If you were a betting person, you could challenge that same person to try and duplicate the same feat 10 times slower and still achieve the same number of repetitions. My guess is that you would probably win the bet.
This method of training is not a gimmick. In fact, it is a style of lifting that significantly decreases the chance for injury, keeps the muscle under contraction for a longer period of time, and has a name – “Superslow Strength Training” or SST.
SST was a technique that was brought to the public front in 1982 by Ken Hutchins. It was a result of a study Hutchins performed on older women to determine the best resistance training methods of increasing bone density as a result of osteoporosis without the concern for momentum-based heavier lifting. Its benefits were realized unilaterally as it also played a role for significant strength gains for individuals who were unaffected by bone density issues as well.
The premise of the technique focuses on performing the first phase of the weight movement where the muscle is shortening (concentric) over a ten-second effort. This is followed by a one-second pause, and then a 4 second return as the muscle lengthens (eccentric) back to its original position.

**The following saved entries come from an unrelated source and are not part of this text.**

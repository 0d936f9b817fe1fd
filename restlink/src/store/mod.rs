//! Persistence seam for storage-backed resources.
//!
//! A [`Store`] knows tables of JSON records keyed by a primary key.
//! [`TableResource`](crate::table::TableResource) drives it for the standard
//! CRUD actions; [`MemoryStore`] keeps everything in process and the
//! `database` feature adds a SQL backed store.

mod memory;

pub use memory::MemoryStore;

use std::fmt;

use async_trait::async_trait;
use serde_json::{Map, Value};

use crate::error::{Error, IntoApiError};

/// A row, keyed by column name.
pub type Record = Map<String, Value>;

/// Table metadata a store reports for one table.
#[derive(Debug, Clone, PartialEq)]
pub struct TableInfo {
    pub name: String,
    pub primary_key: Vec<String>,
    pub columns: Vec<String>,
}

impl TableInfo {
    /// Creates a table with a single `id` primary key column.
    pub fn new(name: impl Into<String>) -> Self {
        Self {
            name: name.into(),
            primary_key: vec!["id".to_string()],
            columns: vec!["id".to_string()],
        }
    }

    /// Replaces the primary key. Key columns are added to the column list.
    pub fn primary_key<I, S>(mut self, columns: I) -> Self
    where
        I: IntoIterator<Item = S>,
        S: Into<String>,
    {
        let old = std::mem::take(&mut self.primary_key);
        self.columns.retain(|c| !old.contains(c));
        for column in columns {
            let column = column.into();
            self.primary_key.push(column.clone());
            if !self.columns.contains(&column) {
                self.columns.insert(self.primary_key.len() - 1, column);
            }
        }
        self
    }

    pub fn column(mut self, name: impl Into<String>) -> Self {
        let name = name.into();
        if !self.columns.contains(&name) {
            self.columns.push(name);
        }
        self
    }

    pub fn has_column(&self, name: &str) -> bool {
        self.columns.iter().any(|c| c == name)
    }

    pub fn is_composite(&self) -> bool {
        self.primary_key.len() > 1
    }
}

/// Errors a store can raise.
#[derive(Debug, Clone, PartialEq)]
pub enum StoreError {
    UnknownTable(String),
    UnknownColumn { table: String, column: String },
    Backend(String),
}

impl fmt::Display for StoreError {
    fn fmt(&self, f: &mut fmt::Formatter<'_>) -> fmt::Result {
        match self {
            StoreError::UnknownTable(table) => write!(f, "no such table '{}'", table),
            StoreError::UnknownColumn { table, column } => {
                write!(f, "table '{}' has no column '{}'", table, column)
            }
            StoreError::Backend(msg) => write!(f, "store backend error: {}", msg),
        }
    }
}

impl std::error::Error for StoreError {}

impl IntoApiError for StoreError {
    fn into_api_error(self) -> Error {
        match self {
            StoreError::UnknownColumn { .. } => Error::bad_request(self.to_string()),
            _ => {
                tracing::error!(error = %self, "store error");
                Error::internal("storage operation failed")
            }
        }
    }
}

/// A table-oriented record store.
///
/// Ids are the JSON value of the single primary key column. Filters are
/// equality matches on every listed column, compared the way SQL compares a
/// bound value to a column: `"3"` matches a stored `3`.
#[async_trait]
pub trait Store: Send + Sync + 'static {
    async fn describe(&self, table: &str) -> Result<TableInfo, StoreError>;

    async fn fetch(&self, table: &str, id: &Value) -> Result<Option<Record>, StoreError>;

    /// Inserts a record and returns it as stored, generated key included.
    async fn insert(&self, table: &str, record: Record) -> Result<Record, StoreError>;

    /// Applies `changes` to a record. Returns `None` when it does not exist.
    async fn update(
        &self,
        table: &str,
        id: &Value,
        changes: Record,
    ) -> Result<Option<Record>, StoreError>;

    /// Returns whether a record was deleted.
    async fn delete(&self, table: &str, id: &Value) -> Result<bool, StoreError>;

    /// Primary key values of every matching record, in key order.
    async fn select_ids(
        &self,
        table: &str,
        filter: &[(String, Value)],
    ) -> Result<Vec<Value>, StoreError>;
}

The original Nautilus training protocol (remember those royal blue machines with chains?) focused on 8-12 repetitions focusing on a cadence of 2-1-4. Translated, this simply meant that the muscle shortening phase or load-moving phase should last 2 seconds, with a one second pause mid-movement and a 4-second return (eccentric) phase to return to the starting position. This method of lifting lasted 55-85 seconds to complete one set of repetitions.
SST has many positive benefits and does not require expensive equipment to perform. It can also be done using resistance-type calisthenics. From a scientific perspective, the only difficulty is the discovery effort of finding out the correct weight to use so that intended failure (inability to move the weight beyond the target repetitions) will occur at the completion of the 6th repetition.

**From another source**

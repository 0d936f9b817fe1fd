//! Logging setup.

mod tracing;

pub use self::tracing::TracingConfig;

Since less momentum is used, this method of lifting is not only safer but also applies a more even distribution of force throughout the working muscles. The total time the muscles are under contraction (which also includes the eccentric or lengthening phase if done properly) is extremely long which means the muscle is working much longer per repetition.

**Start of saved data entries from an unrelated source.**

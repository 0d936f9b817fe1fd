//! HTTP routing.
//!
//! The [`Router`] type collects route definitions and matches incoming
//! requests to the appropriate handlers. Routes compiled by an
//! [`Exposer`](crate::exposer::Exposer) end up here next to hand-written
//! ones.

use std::future::Future;
use std::pin::Pin;
use std::sync::Arc;

use http::{Method, Request, Response, StatusCode};
use hyper::body::Incoming;

use crate::extract::{PathParams, extract_path_params};
use crate::introspection::RouteInfo;
use crate::response::{BoxBody, IntoResponse};
use crate::state::AppState;

type BoxFuture = Pin<Box<dyn Future<Output = Response<BoxBody>> + Send>>;
type HandlerFn =
    Box<dyn Fn(Request<Incoming>, PathParams, Arc<AppState>) -> BoxFuture + Send + Sync>;

pub(crate) struct Route {
    pub(crate) pattern: String,
    pub(crate) name: String,
    handler: HandlerFn,
}

/// The HTTP router for matching requests to handlers.
///
/// Use path parameters with the `:param` syntax. When several patterns
/// match a path, the one with more literal segments is taken, so
/// `/canal/locks` beats `/canal/:id`. Otherwise the earlier route wins.
///
/// # Examples
///
/// ```
/// use restlink::prelude::*;
///
/// let router = Router::new()
///     .get("/", |_, _, _| async { "Hello!" })
///     .get_named("/health", "health", |_, _, _| async { StatusCode::OK });
///
/// assert_eq!(router.routes()[1].handler_name, "health");
/// ```
pub struct Router {
    pub(crate) routes: Vec<(Method, Route)>,
}

impl Router {
    /// Creates a new empty router.
    pub fn new() -> Self {
        Self { routes: Vec::new() }
    }

    pub(crate) fn push<F, Fut, Out>(&mut self, method: Method, pattern: &str, name: &str, handler: F)
    where
        F: Fn(Request<Incoming>, PathParams, Arc<AppState>) -> Fut + Send + Sync + Clone + 'static,
        Fut: Future<Output = Out> + Send + 'static,
        Out: IntoResponse + 'static,
    {
        let handler = Box::new(
            move |req: Request<Incoming>, params: PathParams, state: Arc<AppState>| {
                let handler = handler.clone();
                Box::pin(async move {
                    let output = handler(req, params, state).await;
                    output.into_response()
                }) as BoxFuture
            },
        );

        let route = Route {
            pattern: pattern.to_string(),
            name: name.to_string(),
            handler,
        };

        self.routes.push((method, route));
    }

    /// Adds a named route with the given HTTP method and pattern.
    pub fn route_named<F, Fut, Out>(
        mut self,
        method: Method,
        pattern: &str,
        name: &str,
        handler: F,
    ) -> Self
    where
        F: Fn(Request<Incoming>, PathParams, Arc<AppState>) -> Fut + Send + Sync + Clone + 'static,
        Fut: Future<Output = Out> + Send + 'static,
        Out: IntoResponse + 'static,
    {
        self.push(method, pattern, name, handler);
        self
    }

    /// Adds a route with the given HTTP method and pattern. It is listed
    /// under the name `handler`.
    pub fn route<F, Fut, Out>(self, method: Method, pattern: &str, handler: F) -> Self
    where
        F: Fn(Request<Incoming>, PathParams, Arc<AppState>) -> Fut + Send + Sync + Clone + 'static,
        Fut: Future<Output = Out> + Send + 'static,
        Out: IntoResponse + 'static,
    {
        self.route_named(method, pattern, "handler", handler)
    }

    /// Adds a GET route.
    pub fn get<F, Fut, Out>(self, pattern: &str, handler: F) -> Self
    where
        F: Fn(Request<Incoming>, PathParams, Arc<AppState>) -> Fut + Send + Sync + Clone + 'static,
        Fut: Future<Output = Out> + Send + 'static,
        Out: IntoResponse + 'static,
    {
        self.route(Method::GET, pattern, handler)
    }

    /// Adds a named GET route.
    pub fn get_named<F, Fut, Out>(self, pattern: &str, name: &str, handler: F) -> Self
    where
        F: Fn(Request<Incoming>, PathParams, Arc<AppState>) -> Fut + Send + Sync + Clone + 'static,
        Fut: Future<Output = Out> + Send + 'static,
        Out: IntoResponse + 'static,
    {
        self.route_named(Method::GET, pattern, name, handler)
    }

    /// Adds a POST route.
    pub fn post<F, Fut, Out>(self, pattern: &str, handler: F) -> Self
    where
        F: Fn(Request<Incoming>, PathParams, Arc<AppState>) -> Fut + Send + Sync + Clone + 'static,
        Fut: Future<Output = Out> + Send + 'static,
        Out: IntoResponse + 'static,
    {
        self.route(Method::POST, pattern, handler)
    }

    /// Adds a PUT route.
    pub fn put<F, Fut, Out>(self, pattern: &str, handler: F) -> Self
    where
        F: Fn(Request<Incoming>, PathParams, Arc<AppState>) -> Fut + Send + Sync + Clone + 'static,
        Fut: Future<Output = Out> + Send + 'static,
        Out: IntoResponse + 'static,
    {
        self.route(Method::PUT, pattern, handler)
    }

    /// Adds a DELETE route.
    pub fn delete<F, Fut, Out>(self, pattern: &str, handler: F) -> Self
    where
        F: Fn(Request<Incoming>, PathParams, Arc<AppState>) -> Fut + Send + Sync + Clone + 'static,
        Fut: Future<Output = Out> + Send + 'static,
        Out: IntoResponse + 'static,
    {
        self.route(Method::DELETE, pattern, handler)
    }

    /// Lists the routes in matching order.
    pub fn routes(&self) -> Vec<RouteInfo> {
        self.routes
            .iter()
            .map(|(method, route)| RouteInfo::new(method.as_str(), &route.pattern, &route.name))
            .collect()
    }

    /// Handles an incoming request by matching it to a route.
    pub async fn handle(&self, req: Request<Incoming>, state: &Arc<AppState>) -> Response<BoxBody> {
        let found = self.find(req.method(), req.uri().path());
        match found {
            Some((route, params)) => (route.handler)(req, params, state.clone()).await,
            None => StatusCode::NOT_FOUND.into_response(),
        }
    }

    /// Picks the route for `method` and `path`. Among matching patterns the
    /// one with the most literal segments wins; ties go to the earlier route.
    pub(crate) fn find(&self, method: &Method, path: &str) -> Option<(&Route, PathParams)> {
        let mut best: Option<(usize, &Route, PathParams)> = None;

        for (route_method, route) in &self.routes {
            if route_method != method {
                continue;
            }
            let Some(params) = extract_path_params(&route.pattern, path) else {
                continue;
            };

            let literals = literal_segments(&route.pattern);
            if best.as_ref().is_none_or(|(most, _, _)| literals > *most) {
                best = Some((literals, route, params));
            }
        }

        best.map(|(_, route, params)| (route, params))
    }
}

fn literal_segments(pattern: &str) -> usize {
    pattern
        .split('/')
        .filter(|segment| !segment.is_empty() && !segment.starts_with(':'))
        .count()
}

impl Default for Router {
    fn default() -> Self {
        Self::new()
    }
}

#[cfg(test)]
mod tests {
    use super::*;

    #[test]
    fn test_router_default() {
        let router = Router::default();
        assert!(router.routes.is_empty());
    }

    #[test]
    fn test_router_verbs() {
        let router = Router::new()
            .get("/canal", |_req, _params, _state| async { StatusCode::OK })
            .post("/canal", |_req, _params, _state| async {
                StatusCode::CREATED
            })
            .put("/canal/:id", |_req, _params, _state| async { StatusCode::OK })
            .delete("/canal/:id", |_req, _params, _state| async {
                StatusCode::NO_CONTENT
            });

        let methods: Vec<&Method> = router.routes.iter().map(|(m, _)| m).collect();
        assert_eq!(
            methods,
            [&Method::GET, &Method::POST, &Method::PUT, &Method::DELETE]
        );
        assert_eq!(router.routes[2].1.pattern, "/canal/:id");
    }

    #[test]
    fn test_router_routes_listing() {
        let router = Router::new()
            .get("/canal", |_req, _params, _state| async { StatusCode::OK })
            .route_named(
                Method::DELETE,
                "/canal/:id",
                "drain_canal",
                |_req, _params, _state| async { StatusCode::NO_CONTENT },
            );

        assert_eq!(
            router.routes(),
            vec![
                RouteInfo::new("GET", "/canal", "handler"),
                RouteInfo::new("DELETE", "/canal/:id", "drain_canal"),
            ]
        );
    }

    #[test]
    fn test_router_push_keeps_order() {
        let mut router = Router::new();
        router.push(Method::GET, "/first", "first", |_req, _params, _state| async {
            StatusCode::OK
        });
        router.push(Method::GET, "/second", "second", |_req, _params, _state| async {
            StatusCode::OK
        });

        assert_eq!(router.routes[0].1.name, "first");
        assert_eq!(router.routes[1].1.pattern, "/second");
    }

    #[test]
    fn test_router_prefers_literal_segments() {
        let router = Router::new()
            .get_named("/canal/:id", "canal", |_req, _params, _state| async {
                StatusCode::OK
            })
            .get_named("/canal/locks", "locks", |_req, _params, _state| async {
                StatusCode::OK
            })
            .get_named("/canal/:id/gates", "gates", |_req, _params, _state| async {
                StatusCode::OK
            });

        let (route, params) = router.find(&Method::GET, "/canal/locks").unwrap();
        assert_eq!(route.name, "locks");
        assert!(params.is_empty());

        let (route, params) = router.find(&Method::GET, "/canal/7").unwrap();
        assert_eq!(route.name, "canal");
        assert_eq!(params.get("id").map(String::as_str), Some("7"));

        let (route, _) = router.find(&Method::GET, "/canal/locks/gates").unwrap();
        assert_eq!(route.name, "gates");

        assert!(router.find(&Method::POST, "/canal/locks").is_none());
    }

    #[test]
    fn test_router_ties_go_to_first_route() {
        let router = Router::new()
            .get_named("/:a/locks", "first", |_req, _params, _state| async {
                StatusCode::OK
            })
            .get_named("/canal/:b", "second", |_req, _params, _state| async {
                StatusCode::OK
            });

        let (route, _) = router.find(&Method::GET, "/canal/locks").unwrap();
        assert_eq!(route.name, "first");
    }
}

While SST has no “bad” aspect to it, the extent to how it replicates functional (real-life) situations is questionable. Lifelike situations often require the use of power, or the ability to exert maximal force to move a given amount of work in the shortest time possible. SST does not utilize recruitment of force in the same manner as a momentum or power-based movements so may not be equally effective in some situations.
SST is not for wimps. It is not defined by the amount of weight lifted, but more so by the most weight an individual can lift over the 10-1-4 second cadence without failing until the end of the 6th repetition. This method of lifting is tedious and tough.
Practicing complete candor, I would be remiss by saying that while we adhere to this method frequently at our gym, it can be extremely boring for the client. It is best inserted into a time-based curriculum where SST is only one portion of the clients overall fitness curriculum. Naturally, the training style should correspond to the needs of the individual , however improved strength is the common denominator that applies to all.
The Bottom Line
One of the best ways to maintain one’s enthusiasm for fitness training, is to change it up. While the SST method is a fantastic “tool” in your training kit, the more varied physical movements are and the manner in which they are negotiated (slowly, with and without momentum, quickly, heavier and lighter weights and reps, and from multiple angles) the more capable the body becomes in a variety of health and life situations. SST is brutally tough, which also makes it brutally good, but should not be the only method of improving ones overall fitness.